An Aboriginal teachers’ union yesterday called for compulsory native-language education for all grades, in response to new curriculum guidelines that only mandate such classes until the ninth grade.
The Ministry of Education in a curriculum meeting on Saturday decided to make classes in “national languages” compulsory once per week for seventh and eighth-graders, after which it would become elective, although schools must still offer at least one class per week.
According to Article 9 of the Development of National Languages Act (國家語言發展法), national-language classes are required “at all stages of compulsory education.”
The ministry has said that Aboriginal languages are at risk of disappearing, yet has decided not to require them in the secondary-school curriculum, Save Compulsory Ethnic-Language Secondary Education Aboriginal Teachers’ Union representative Yu Nien-hua (余年華) told a news conference at the Legislative Yuan in Taipei.
This not only risks disrupting educational continuity, but would also make basic implementation more difficult, Yu said.
Teaching quality and materials for seventh and eighth-graders would also suffer as a result, he added.
The ministry should cover all training costs of full-time native-language teachers to resolve the issue of a shortage of teachers instructing such languages, he said.
It should also finance and provide guidance for those looking to publish native-language educational materials, so that teachers could have more sources to draw upon, Yu added.
Lastly, it should clarify the wording in the act to specify “at every level and every grade,” as the current text intends, he said.
Aboriginal languages are facing extinction, yet are being ignobly sacrificed in national policy for the sake of capitalism and credentialism, union representative Pai Hui-lan (白惠蘭) said.

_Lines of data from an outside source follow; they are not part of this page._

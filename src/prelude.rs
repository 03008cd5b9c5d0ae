//! Aurum prelude.
//!
//! Convenience exports for common library consumers.

pub use crate::{
    cart::{Cart, CartError, CartItem, NewCartItem, QuantityChange},
    catalog::{Catalog, PackagingOption},
    checkout::{
        CheckoutError, CheckoutService, OrderConfirmation, OrderLine, OrderRequest, PaymentMethod,
        ShippingDetails, SimulatedCheckout,
    },
    converter::{TROY_OUNCE_IN_GRAMS, ounces_to_grams, price_per_gram, value_of_grams, value_of_grams_in},
    currency::{CurrencyError, CurrencyStore, DisplayCurrency, ExchangeRates, format_amount},
    feed::{
        FeedError, HttpSpotPriceSource, MarketSimulator, PriceOrigin, SpotFeed, SpotPrice,
        SpotPriceCell, SpotPriceSource,
    },
    fixtures::FixtureError,
    inquiries::{Inquiry, InquiryDesk, InquiryError, InquiryKind, InquiryReceipt, SimulatedInquiryDesk},
    modal::{ModalKind, ModalStack},
    products::{Category, CategoryFilter, Product, ProductKey, filter_by_category},
    sparkline::{PriceHistory, Point, area_path, fit_points, smooth_path},
    validation::{Field, FieldError, ValidationErrors},
};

Aboriginal languages, Hakka and Hoklo (commonly known as Taiwanese) are all “national languages,” Chinese Nationalist Party (KMT) Legislator Sra Kacaw (鄭天財) said.
The act clearly stipulates that national-language classes must be compulsory at all levels, making the ministry’s decision brazenly illegal, he said.
Minister of Education Pan Wen-chung (潘文忠) later yesterday said that the decision fully accords with the act and vowed to prepare all necessary teachers and materials before its implementation next year.
In response to the group’s requests, Pan said that local governments can already provide funding for native-language courses, while the ministry offers teacher training.
As for educational materials, he said that the ministry edits secondary-level texts for Aboriginal languages and offers financial assistance to local Aboriginal resource centers to develop new material.
However, the ministry would continue to encourage the development of textbooks to diversify available offerings, he added.
In its resolution, the curriculum committee also decided to amend the act to categorize national languages as “ministry-mandated curriculum,” Pan added.